Okay, so either you've seen it or don't care.

This movie connected with me in so many layers, notwithstanding that I am exactly at Evelyn's crossroads.  I am minutely aware that all my choices have led me into this exact moment.  The challenge is to be present in that moment whether it be overwhelming or dreadful. 

I have moments of daydreaming, nostalgically cherry-picking moments in my life where a different choice would have led to a vastly different existence.  Take for example the time I professed my love for the very first time in my life, it was the scariest thing I had ever done in my entire life thus far. Do I win her or do I lose her? I imagined a life ahead that we shared side-by-side, it all hung in the balance. In another universe perhaps that led to a completely different outcome, then fast-forward four decades and imagine how both versions of me would feel about each other's choices? Both of them equipped with the same decades of memories of struggle, triumph, crisis, and mediocrity.
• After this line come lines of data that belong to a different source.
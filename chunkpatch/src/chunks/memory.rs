//! Memory tier of the chunk store.

use std::collections::HashMap;
use std::sync::Arc;

use parking_lot::Mutex;

use super::{ChunkData, ChunkEvictionPolicy, ChunkStoreError, DiskChunkStore};
use crate::manifest::ChunkId;
use crate::stats::InstallerStatistics;

/// Fixed-capacity in-memory chunk store with disk overflow.
///
/// When full, `put` and promoting `get`s ask the eviction policy for victims.
/// Chunks with no remaining uses are dropped; the others are booted to the
/// overflow store. If a boot fails the victim stays resident and the error is
/// returned, so no chunk is ever lost.
pub struct MemoryChunkStore {
    capacity: usize,
    policy: Arc<dyn ChunkEvictionPolicy>,
    overflow: Arc<DiskChunkStore>,
    stats: Arc<InstallerStatistics>,
    chunks: Mutex<HashMap<ChunkId, Arc<ChunkData>>>,
}

impl MemoryChunkStore {
    /// Create a store holding at most `capacity` chunks (minimum 1).
    pub fn new(
        capacity: usize,
        policy: Arc<dyn ChunkEvictionPolicy>,
        overflow: Arc<DiskChunkStore>,
        stats: Arc<InstallerStatistics>,
    ) -> Self {
        Self {
            capacity: capacity.max(1),
            policy,
            overflow,
            stats,
            chunks: Mutex::new(HashMap::new()),
        }
    }

    pub fn capacity(&self) -> usize {
        self.capacity
    }

    /// Number of chunks resident in memory.
    pub fn len(&self) -> usize {
        self.chunks.lock().len()
    }

    pub fn is_empty(&self) -> bool {
        self.len() == 0
    }

    /// True if the chunk is held in either tier.
    pub fn contains(&self, id: &ChunkId) -> bool {
        self.chunks.lock().contains_key(id) || self.overflow.contains(id)
    }

    pub fn is_resident(&self, id: &ChunkId) -> bool {
        self.chunks.lock().contains_key(id)
    }

    /// Store a chunk, evicting to stay within capacity.
    pub fn put(&self, chunk: Arc<ChunkData>) -> Result<(), ChunkStoreError> {
        let mut chunks = self.chunks.lock();
        let id = chunk.id();
        if chunks.contains_key(&id) {
            chunks.insert(id, chunk);
            return Ok(());
        }

        self.make_room(&mut chunks, self.capacity - 1)?;
        chunks.insert(id, chunk);
        // A newer copy supersedes anything booted earlier
        self.overflow.remove(&id);
        Ok(())
    }

    /// Fetch a chunk, promoting it from the overflow store if needed.
    pub fn get(&self, id: &ChunkId) -> Result<Option<Arc<ChunkData>>, ChunkStoreError> {
        let mut chunks = self.chunks.lock();
        if let Some(chunk) = chunks.get(id) {
            return Ok(Some(Arc::clone(chunk)));
        }

        let Some(chunk) = self.overflow.get(id)? else {
            return Ok(None);
        };

        match self.make_room(&mut chunks, self.capacity - 1) {
            Ok(()) => {
                chunks.insert(*id, Arc::clone(&chunk));
                self.overflow.remove(id);
            }
            Err(e) => {
                // The disk copy stays authoritative
                tracing::warn!(chunk = %id, error = %e, "Could not promote chunk into memory");
            }
        }
        Ok(Some(chunk))
    }

    /// Remove a chunk from both tiers.
    pub fn remove(&self, id: &ChunkId) -> Option<Arc<ChunkData>> {
        let removed = self.chunks.lock().remove(id);
        self.overflow.remove(id);
        removed
    }

    fn make_room(
        &self,
        chunks: &mut HashMap<ChunkId, Arc<ChunkData>>,
        desired_max: usize,
    ) -> Result<(), ChunkStoreError> {
        if chunks.len() <= desired_max {
            return Ok(());
        }

        let resident: Vec<ChunkId> = chunks.keys().copied().collect();
        let decision = self.policy.query(&resident, desired_max);

        for id in &decision.cleanable {
            if chunks.remove(id).is_some() {
                self.stats.record_released();
            }
        }

        for id in &decision.bootable {
            if chunks.len() <= desired_max {
                break;
            }
            let Some(chunk) = chunks.get(id) else {
                continue;
            };
            self.overflow.put(chunk)?;
            chunks.remove(id);
            self.stats.record_booted();
            tracing::debug!(chunk = %id, "Chunk booted to disk store");
        }
        Ok(())
    }
}

impl std::fmt::Debug for MemoryChunkStore {
    fn fmt(&self, f: &mut std::fmt::Formatter<'_>) -> std::fmt::Result {
        f.debug_struct("MemoryChunkStore")
            .field("capacity", &self.capacity)
            .field("resident", &self.len())
            .finish()
    }
}

#[cfg(test)]
mod tests {
    use super::*;
    use crate::chunks::{ChunkReferenceTracker, ReferencedChunkEvictionPolicy};
    use crate::fs::LocalFileSystem;
    use std::path::Path;
    use tempfile::TempDir;

    fn id(n: u128) -> ChunkId {
        ChunkId::from_u128(n)
    }

    fn chunk(n: u128) -> Arc<ChunkData> {
        Arc::new(ChunkData::new(id(n), format!("chunk-{n}").into_bytes()))
    }

    struct Fixture {
        store: MemoryChunkStore,
        overflow: Arc<DiskChunkStore>,
        tracker: Arc<ChunkReferenceTracker>,
        stats: Arc<InstallerStatistics>,
    }

    fn fixture(dir: &Path, capacity: usize, uses: &[u128]) -> Fixture {
        let stats = Arc::new(InstallerStatistics::new());
        let tracker = Arc::new(ChunkReferenceTracker::from_uses(uses.iter().map(|n| id(*n))));
        let overflow = Arc::new(DiskChunkStore::new(
            Arc::new(LocalFileSystem),
            dir.to_path_buf(),
            Arc::clone(&stats),
        ));
        let policy = Arc::new(ReferencedChunkEvictionPolicy::new(Arc::clone(&tracker)));
        Fixture {
            store: MemoryChunkStore::new(capacity, policy, Arc::clone(&overflow), Arc::clone(&stats)),
            overflow,
            tracker,
            stats,
        }
    }

    #[test]
    fn test_put_and_get() {
        let temp = TempDir::new().unwrap();
        let f = fixture(temp.path(), 4, &[1]);

        f.store.put(chunk(1)).unwrap();
        assert_eq!(f.store.get(&id(1)).unwrap().unwrap().id(), id(1));
        assert!(f.store.get(&id(2)).unwrap().is_none());
    }

    #[test]
    fn test_capacity_never_exceeded_and_victim_booted() {
        let temp = TempDir::new().unwrap();
        let f = fixture(temp.path(), 2, &[1, 2, 3]);

        f.store.put(chunk(1)).unwrap();
        f.store.put(chunk(2)).unwrap();
        f.store.put(chunk(3)).unwrap();

        assert_eq!(f.store.len(), 2);
        // Chunk 2 is needed furthest in the future among the residents
        assert!(!f.store.is_resident(&id(2)));
        assert!(f.overflow.contains(&id(2)));
        assert_eq!(f.stats.snapshot().chunks_booted, 1);
    }

    #[test]
    fn test_unreferenced_chunks_released_not_booted() {
        let temp = TempDir::new().unwrap();
        let f = fixture(temp.path(), 2, &[1, 2, 3]);

        f.store.put(chunk(1)).unwrap();
        f.store.put(chunk(2)).unwrap();
        f.tracker.consume_next_use(&id(1));
        f.store.put(chunk(3)).unwrap();

        assert!(!f.store.contains(&id(1)));
        assert!(f.overflow.is_empty());
        assert_eq!(f.stats.snapshot().chunks_released, 1);
    }

    #[test]
    fn test_get_promotes_from_disk() {
        let temp = TempDir::new().unwrap();
        let f = fixture(temp.path(), 2, &[1, 2, 3, 2]);

        f.store.put(chunk(1)).unwrap();
        f.store.put(chunk(2)).unwrap();
        f.store.put(chunk(3)).unwrap();
        assert!(f.overflow.contains(&id(2)));

        f.tracker.consume_next_use(&id(1));
        let promoted = f.store.get(&id(2)).unwrap().unwrap();

        assert_eq!(promoted.data().as_ref(), b"chunk-2");
        assert!(f.store.is_resident(&id(2)));
        assert!(!f.overflow.contains(&id(2)));
        assert!(f.store.len() <= 2);
    }

    #[test]
    fn test_failed_boot_leaves_store_unchanged() {
        let temp = TempDir::new().unwrap();
        let blocker = temp.path().join("blocked");
        std::fs::write(&blocker, b"x").unwrap();
        let f = fixture(&blocker, 2, &[1, 2, 3]);

        f.store.put(chunk(1)).unwrap();
        f.store.put(chunk(2)).unwrap();
        let err = f.store.put(chunk(3)).unwrap_err();

        assert!(err.is_retryable());
        assert!(f.store.is_resident(&id(1)));
        assert!(f.store.is_resident(&id(2)));
        assert!(!f.store.contains(&id(3)));
        assert_eq!(f.store.len(), 2);
    }

    #[test]
    fn test_no_chunk_lost_across_tiers() {
        let temp = TempDir::new().unwrap();
        let uses: Vec<u128> = (1..=20).chain(1..=20).collect();
        let f = fixture(temp.path(), 3, &uses);

        for n in 1..=20 {
            f.store.put(chunk(n)).unwrap();
            assert!(f.store.len() <= 3);
        }
        for n in 1..=20 {
            let c = f.store.get(&id(n)).unwrap().unwrap();
            assert_eq!(c.data().as_ref(), format!("chunk-{n}").as_bytes());
            assert!(f.store.len() <= 3);
        }
    }
}
//! Chunk source backed by local chunk database files.

use std::collections::{HashMap, HashSet};
use std::path::PathBuf;
use std::sync::Arc;
use std::thread;
use std::time::{Duration, Instant};

use parking_lot::Mutex;

use super::chunkdb_file::{ChunkDbError, ChunkDbReader};
use super::{ChunkSource, ChunkSourceError};
use crate::chunks::{ChunkData, ChunkReferenceTracker, MemoryChunkStore};
use crate::control::{ControlFlags, Controllable};
use crate::fs::FileSystem;
use crate::manifest::{BuildManifest, ChunkId};
use crate::message::{ChunkSourceEvent, ChunkSourceKind, MessageSender};
use crate::stats::InstallerStatistics;

const OPEN_RETRY_INTERVAL: Duration = Duration::from_millis(250);

#[derive(Debug, Clone)]
pub struct ChunkDbSourceConfig {
    pub chunk_db_files: Vec<PathBuf>,
    /// Below this many upcoming chunks in the store, a batch is loaded.
    pub prefetch_min: usize,
    /// Most chunks loaded by one batch.
    pub prefetch_max: usize,
    /// How long to keep retrying a database that fails to open.
    pub open_retry_time: Duration,
}

struct ChunkDbState {
    readers: Vec<ChunkDbReader>,
    locations: HashMap<ChunkId, usize>,
    failed: HashSet<ChunkId>,
}

/// Serves chunks out of chunk database files.
///
/// Databases are opened and indexed when the source is created. Only chunks
/// present in the manifest's catalog are served, and each one is checked
/// against the catalog hash before it enters the store.
pub struct ChunkDbChunkSource {
    config: ChunkDbSourceConfig,
    store: Arc<MemoryChunkStore>,
    tracker: Arc<ChunkReferenceTracker>,
    stats: Arc<InstallerStatistics>,
    messages: MessageSender,
    expected: HashMap<ChunkId, String>,
    flags: ControlFlags,
    state: Mutex<ChunkDbState>,
}

impl ChunkDbChunkSource {
    pub fn new(
        config: ChunkDbSourceConfig,
        fs: Arc<dyn FileSystem>,
        store: Arc<MemoryChunkStore>,
        tracker: Arc<ChunkReferenceTracker>,
        manifest: &BuildManifest,
        stats: Arc<InstallerStatistics>,
        messages: MessageSender,
    ) -> Self {
        let expected: HashMap<ChunkId, String> = manifest
            .chunks
            .iter()
            .map(|(id, info)| (*id, info.hash.clone()))
            .collect();

        let mut readers = Vec::new();
        let mut locations = HashMap::new();
        for path in &config.chunk_db_files {
            let Some(reader) = open_with_retry(fs.as_ref(), path, config.open_retry_time) else {
                messages.chunk_source(ChunkSourceKind::ChunkDb, ChunkSourceEvent::AccessLost, None);
                continue;
            };

            let index = readers.len();
            let mut indexed = 0usize;
            for entry in reader.entries() {
                if expected.contains_key(&entry.id) {
                    locations.entry(entry.id).or_insert(index);
                    indexed += 1;
                }
            }
            tracing::info!(path = %path.display(), chunks = indexed, "Chunk database opened");
            readers.push(reader);
        }

        Self {
            config,
            store,
            tracker,
            stats,
            messages,
            expected,
            flags: ControlFlags::new(),
            state: Mutex::new(ChunkDbState {
                readers,
                locations,
                failed: HashSet::new(),
            }),
        }
    }

    /// Load one chunk from its database and verify it.
    fn load(&self, state: &mut ChunkDbState, id: &ChunkId) -> Option<Arc<ChunkData>> {
        let index = *state.locations.get(id)?;
        let expected = self.expected.get(id)?;

        let event = match state.readers[index].read_chunk(id) {
            Ok(chunk) if chunk.verify(expected) => {
                self.stats.record_chunkdb_read();
                return Some(Arc::new(chunk));
            }
            Ok(_) => {
                tracing::warn!(chunk = %id, "Chunk database entry failed hash verification");
                ChunkSourceEvent::CorruptChunk
            }
            Err(e) => {
                tracing::warn!(chunk = %id, error = %e, "Chunk database read failed");
                ChunkSourceEvent::ReadFailed
            }
        };

        self.stats.record_chunkdb_failure();
        self.messages
            .chunk_source(ChunkSourceKind::ChunkDb, event, Some(*id));
        state.failed.insert(*id);
        None
    }

    /// Chunks to load along with `id`, in database order.
    fn batch_for(&self, state: &ChunkDbState, id: &ChunkId) -> Vec<ChunkId> {
        let upcoming = self.tracker.next_references(self.config.prefetch_max, |c| {
            c != id && state.locations.contains_key(c) && !state.failed.contains(c)
        });
        let loaded = upcoming.iter().filter(|c| self.store.contains(c)).count();
        if loaded >= self.config.prefetch_min {
            return Vec::new();
        }

        let mut batch: Vec<ChunkId> = upcoming
            .into_iter()
            .filter(|c| !self.store.contains(c))
            .take(self.config.prefetch_max.saturating_sub(loaded))
            .collect();
        batch.sort_by_key(|c| {
            let index = state.locations.get(c).copied().unwrap_or(usize::MAX);
            let offset = state.readers.get(index).and_then(|r| r.entry(c)).map(|e| e.offset);
            (index, offset)
        });
        batch
    }
}

fn open_with_retry(fs: &dyn FileSystem, path: &std::path::Path, retry_time: Duration) -> Option<ChunkDbReader> {
    let started = Instant::now();
    loop {
        match ChunkDbReader::open(fs, path) {
            Ok(reader) => return Some(reader),
            Err(ChunkDbError::Io { source, .. }) if started.elapsed() < retry_time => {
                tracing::debug!(path = %path.display(), error = %source, "Retrying chunk database open");
                thread::sleep(OPEN_RETRY_INTERVAL);
            }
            Err(e) => {
                tracing::warn!(path = %path.display(), error = %e, "Chunk database unavailable");
                return None;
            }
        }
    }
}

impl ChunkSource for ChunkDbChunkSource {
    fn available_chunks(&self) -> HashSet<ChunkId> {
        let state = self.state.lock();
        state
            .locations
            .keys()
            .filter(|id| !state.failed.contains(id))
            .copied()
            .collect()
    }

    fn get(&self, id: &ChunkId) -> Result<Option<Arc<ChunkData>>, ChunkSourceError> {
        if !self.flags.wait_while_paused() {
            return Err(ChunkSourceError::Aborted);
        }
        if let Some(chunk) = self.store.get(id)? {
            return Ok(Some(chunk));
        }

        let mut state = self.state.lock();
        if !state.locations.contains_key(id) || state.failed.contains(id) {
            return Ok(None);
        }

        let Some(chunk) = self.load(&mut state, id) else {
            return Ok(None);
        };
        self.store.put(Arc::clone(&chunk))?;

        for next in self.batch_for(&state, id) {
            if self.flags.is_aborted() {
                return Err(ChunkSourceError::Aborted);
            }
            if let Some(prefetched) = self.load(&mut state, &next) {
                self.store.put(prefetched)?;
            }
        }

        Ok(Some(chunk))
    }
}

impl Controllable for ChunkDbChunkSource {
    fn abort(&self) {
        self.flags.abort();
    }

    fn set_paused(&self, paused: bool) {
        self.flags.set_paused(paused);
    }
}

#[cfg(test)]
mod tests {
    use super::*;
    use crate::fs::LocalFileSystem;
    use crate::manifest::test_support::manifest_with_files;
    use crate::message::{InstallerMessage, MessagePump};
    use crate::source::test_support::store_for;
    use crate::source::ChunkDbWriter;
    use tempfile::TempDir;

    fn id(n: u128) -> ChunkId {
        ChunkId::from_u128(n)
    }

    fn write_db(path: &std::path::Path, chunks: &[(u128, &str)]) {
        let mut writer = ChunkDbWriter::new();
        for (n, data) in chunks {
            writer.add(&ChunkData::new(id(*n), data.as_bytes().to_vec()));
        }
        writer.write(&LocalFileSystem, path).unwrap();
    }

    fn config(files: Vec<PathBuf>, min: usize, max: usize) -> ChunkDbSourceConfig {
        ChunkDbSourceConfig {
            chunk_db_files: files,
            prefetch_min: min,
            prefetch_max: max,
            open_retry_time: Duration::ZERO,
        }
    }

    #[test]
    fn test_serves_and_prefetches() {
        let temp = TempDir::new().unwrap();
        let db = temp.path().join("a.chunkdb");
        write_db(&db, &[(1, "one"), (2, "two"), (3, "three"), (9, "not in manifest")]);
        let manifest = manifest_with_files(&[("f", &[(1, "one"), (2, "two"), (3, "three")])]);

        let fixture = store_for(temp.path(), &manifest, 8);
        let pump = MessagePump::new();
        let source = ChunkDbChunkSource::new(
            config(vec![db], 2, 4),
            Arc::new(LocalFileSystem),
            Arc::clone(&fixture.store),
            Arc::clone(&fixture.tracker),
            &manifest,
            Arc::clone(&fixture.stats),
            pump.sender(),
        );

        let available = source.available_chunks();
        assert_eq!(available, [id(1), id(2), id(3)].into_iter().collect());

        let chunk = source.get(&id(1)).unwrap().unwrap();
        assert_eq!(chunk.data().as_ref(), b"one");
        assert!(fixture.store.contains(&id(2)));
        assert!(fixture.store.contains(&id(3)));
        assert_eq!(fixture.stats.snapshot().chunkdb_chunks_read, 3);
        assert!(source.get(&id(9)).unwrap().is_none());
    }

    #[test]
    fn test_corrupt_entry_reported_and_skipped() {
        let temp = TempDir::new().unwrap();
        let db = temp.path().join("a.chunkdb");
        write_db(&db, &[(1, "tampered")]);
        let manifest = manifest_with_files(&[("f", &[(1, "original")])]);

        let fixture = store_for(temp.path(), &manifest, 8);
        let pump = MessagePump::new();
        let source = ChunkDbChunkSource::new(
            config(vec![db], 1, 1),
            Arc::new(LocalFileSystem),
            Arc::clone(&fixture.store),
            Arc::clone(&fixture.tracker),
            &manifest,
            Arc::clone(&fixture.stats),
            pump.sender(),
        );

        assert!(source.get(&id(1)).unwrap().is_none());
        assert!(source.available_chunks().is_empty());
        assert_eq!(fixture.stats.snapshot().chunkdb_failures, 1);

        struct Collect(Arc<Mutex<Vec<InstallerMessage>>>);
        impl crate::message::MessageHandler for Collect {
            fn handle_message(&mut self, message: &InstallerMessage) {
                self.0.lock().push(message.clone());
            }
        }
        let seen = Arc::new(Mutex::new(Vec::new()));
        let mut handlers: Vec<Box<dyn crate::message::MessageHandler>> =
            vec![Box::new(Collect(Arc::clone(&seen)))];
        pump.pump(&mut handlers);
        assert_eq!(
            seen.lock().as_slice(),
            &[InstallerMessage::ChunkSource {
                source: ChunkSourceKind::ChunkDb,
                event: ChunkSourceEvent::CorruptChunk,
                chunk: Some(id(1)),
            }]
        );
    }

    #[test]
    fn test_missing_database_reported() {
        let temp = TempDir::new().unwrap();
        let manifest = manifest_with_files(&[("f", &[(1, "one")])]);
        let fixture = store_for(temp.path(), &manifest, 8);
        let pump = MessagePump::new();

        let source = ChunkDbChunkSource::new(
            config(vec![temp.path().join("gone.chunkdb")], 1, 1),
            Arc::new(LocalFileSystem),
            Arc::clone(&fixture.store),
            Arc::clone(&fixture.tracker),
            &manifest,
            Arc::clone(&fixture.stats),
            pump.sender(),
        );

        assert!(source.available_chunks().is_empty());
        let mut handlers: Vec<Box<dyn crate::message::MessageHandler>> = Vec::new();
        assert_eq!(pump.pump(&mut handlers), 1);
    }

    #[test]
    fn test_aborted_source_refuses() {
        let temp = TempDir::new().unwrap();
        let manifest = manifest_with_files(&[("f", &[(1, "one")])]);
        let fixture = store_for(temp.path(), &manifest, 8);
        let source = ChunkDbChunkSource::new(
            config(Vec::new(), 1, 1),
            Arc::new(LocalFileSystem),
            Arc::clone(&fixture.store),
            Arc::clone(&fixture.tracker),
            &manifest,
            Arc::clone(&fixture.stats),
            MessagePump::new().sender(),
        );

        source.abort();
        assert!(matches!(source.get(&id(1)), Err(ChunkSourceError::Aborted)));
    }
}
Personally, I love the mundane moments most of all. All the shit that I complained about in my 30s, turns out to be the kind of things I now associate with my happy place.  Like driving to the city twice a day to drop off and collect my wife at her workplace.  I was mostly alone in the car, listening to radio or playing cassettes.  Not unlike my current job delivering parcels.

I've started and abandoned many hobbies, just like Evelyn.  Some of them I occasionally practice like Karate-do and Aikido. Some of them I have turned pro, like cooking and dancing. However, just like Waymond (such an adowable name), I have finally understood the supreme importance of kindness. 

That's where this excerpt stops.